Exercise details.
Report every line of the records that contains the word "value".
Exercise material: Begin
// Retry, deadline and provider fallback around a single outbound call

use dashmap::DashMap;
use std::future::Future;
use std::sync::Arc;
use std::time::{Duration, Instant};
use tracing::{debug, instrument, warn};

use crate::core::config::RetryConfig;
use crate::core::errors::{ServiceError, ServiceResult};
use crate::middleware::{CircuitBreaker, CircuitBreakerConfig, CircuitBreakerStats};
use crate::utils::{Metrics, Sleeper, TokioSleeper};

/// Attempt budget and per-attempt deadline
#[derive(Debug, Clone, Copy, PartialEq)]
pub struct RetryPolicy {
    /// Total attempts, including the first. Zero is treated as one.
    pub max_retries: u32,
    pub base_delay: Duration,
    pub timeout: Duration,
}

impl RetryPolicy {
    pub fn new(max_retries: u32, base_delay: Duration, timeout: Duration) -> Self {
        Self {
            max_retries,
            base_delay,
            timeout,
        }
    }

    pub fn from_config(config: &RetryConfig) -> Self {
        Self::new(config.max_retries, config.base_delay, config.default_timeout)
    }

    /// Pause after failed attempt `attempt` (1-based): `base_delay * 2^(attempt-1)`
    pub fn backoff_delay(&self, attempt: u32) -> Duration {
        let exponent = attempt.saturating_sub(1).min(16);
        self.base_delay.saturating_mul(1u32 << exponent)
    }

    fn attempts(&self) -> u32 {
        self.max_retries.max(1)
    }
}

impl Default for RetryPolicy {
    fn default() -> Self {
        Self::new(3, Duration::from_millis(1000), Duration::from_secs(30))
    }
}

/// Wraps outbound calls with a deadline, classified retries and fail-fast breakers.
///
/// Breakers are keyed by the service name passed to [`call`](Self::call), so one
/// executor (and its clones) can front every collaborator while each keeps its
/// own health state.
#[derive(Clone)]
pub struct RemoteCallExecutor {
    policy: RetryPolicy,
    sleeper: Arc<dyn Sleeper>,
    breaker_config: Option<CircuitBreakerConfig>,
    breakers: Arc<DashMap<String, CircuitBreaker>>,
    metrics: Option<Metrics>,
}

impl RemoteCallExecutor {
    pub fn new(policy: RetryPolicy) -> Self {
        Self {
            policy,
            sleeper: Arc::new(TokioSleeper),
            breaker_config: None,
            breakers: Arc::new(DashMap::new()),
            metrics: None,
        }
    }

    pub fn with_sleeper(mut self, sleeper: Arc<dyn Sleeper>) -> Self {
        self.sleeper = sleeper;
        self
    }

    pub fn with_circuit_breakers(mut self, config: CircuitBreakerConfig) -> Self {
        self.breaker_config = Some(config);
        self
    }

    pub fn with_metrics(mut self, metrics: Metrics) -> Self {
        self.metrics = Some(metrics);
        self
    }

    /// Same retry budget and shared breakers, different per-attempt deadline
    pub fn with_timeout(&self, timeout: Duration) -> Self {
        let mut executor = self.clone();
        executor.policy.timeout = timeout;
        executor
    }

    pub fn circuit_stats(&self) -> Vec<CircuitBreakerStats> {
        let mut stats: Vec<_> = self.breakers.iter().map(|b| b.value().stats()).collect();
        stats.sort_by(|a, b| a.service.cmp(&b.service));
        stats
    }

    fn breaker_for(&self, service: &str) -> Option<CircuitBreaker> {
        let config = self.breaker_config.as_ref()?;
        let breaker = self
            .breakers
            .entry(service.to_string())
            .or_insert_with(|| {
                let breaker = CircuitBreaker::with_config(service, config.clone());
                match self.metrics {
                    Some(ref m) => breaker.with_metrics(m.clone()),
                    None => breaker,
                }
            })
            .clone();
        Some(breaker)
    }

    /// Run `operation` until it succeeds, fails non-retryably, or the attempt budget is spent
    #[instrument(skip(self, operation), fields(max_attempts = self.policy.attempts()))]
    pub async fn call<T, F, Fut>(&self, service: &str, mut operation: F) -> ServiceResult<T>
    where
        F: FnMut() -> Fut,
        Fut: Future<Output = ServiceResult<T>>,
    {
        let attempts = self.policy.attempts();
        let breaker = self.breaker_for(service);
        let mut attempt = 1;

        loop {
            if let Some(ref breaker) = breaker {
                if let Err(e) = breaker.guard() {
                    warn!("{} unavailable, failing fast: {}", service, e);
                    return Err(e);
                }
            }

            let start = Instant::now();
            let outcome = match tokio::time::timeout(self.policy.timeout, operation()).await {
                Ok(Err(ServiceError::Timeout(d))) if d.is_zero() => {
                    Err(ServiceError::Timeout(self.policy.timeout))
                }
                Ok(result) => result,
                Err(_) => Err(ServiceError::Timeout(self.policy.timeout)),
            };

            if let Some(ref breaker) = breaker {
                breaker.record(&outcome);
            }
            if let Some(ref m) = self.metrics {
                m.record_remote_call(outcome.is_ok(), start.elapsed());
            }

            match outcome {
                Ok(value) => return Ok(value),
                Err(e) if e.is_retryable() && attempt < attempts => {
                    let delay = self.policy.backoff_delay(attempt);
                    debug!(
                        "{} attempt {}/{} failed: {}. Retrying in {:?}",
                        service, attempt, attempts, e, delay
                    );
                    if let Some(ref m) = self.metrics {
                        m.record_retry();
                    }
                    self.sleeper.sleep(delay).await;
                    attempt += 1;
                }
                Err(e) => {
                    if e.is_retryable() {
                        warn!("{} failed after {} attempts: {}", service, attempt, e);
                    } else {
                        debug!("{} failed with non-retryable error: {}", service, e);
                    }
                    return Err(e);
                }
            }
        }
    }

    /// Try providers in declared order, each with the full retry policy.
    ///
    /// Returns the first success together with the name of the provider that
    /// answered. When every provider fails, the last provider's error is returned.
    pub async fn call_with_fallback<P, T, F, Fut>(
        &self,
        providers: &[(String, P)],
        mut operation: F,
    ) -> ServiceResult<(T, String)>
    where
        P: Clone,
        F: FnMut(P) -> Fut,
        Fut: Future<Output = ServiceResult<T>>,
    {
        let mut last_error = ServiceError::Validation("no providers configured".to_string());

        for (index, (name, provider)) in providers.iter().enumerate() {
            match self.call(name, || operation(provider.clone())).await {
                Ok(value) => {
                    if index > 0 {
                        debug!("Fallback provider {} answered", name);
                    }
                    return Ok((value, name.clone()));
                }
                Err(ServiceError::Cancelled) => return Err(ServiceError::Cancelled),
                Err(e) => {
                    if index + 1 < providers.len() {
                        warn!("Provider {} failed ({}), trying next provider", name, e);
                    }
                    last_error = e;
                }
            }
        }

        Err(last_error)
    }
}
Exercise material: End
Result.
        let mut stats: Vec<_> = self.breakers.iter().map(|b| b.value().stats()).collect();
                Ok(value) => return Ok(value),
                Ok(value) => {
                    return Ok((value, name.clone()));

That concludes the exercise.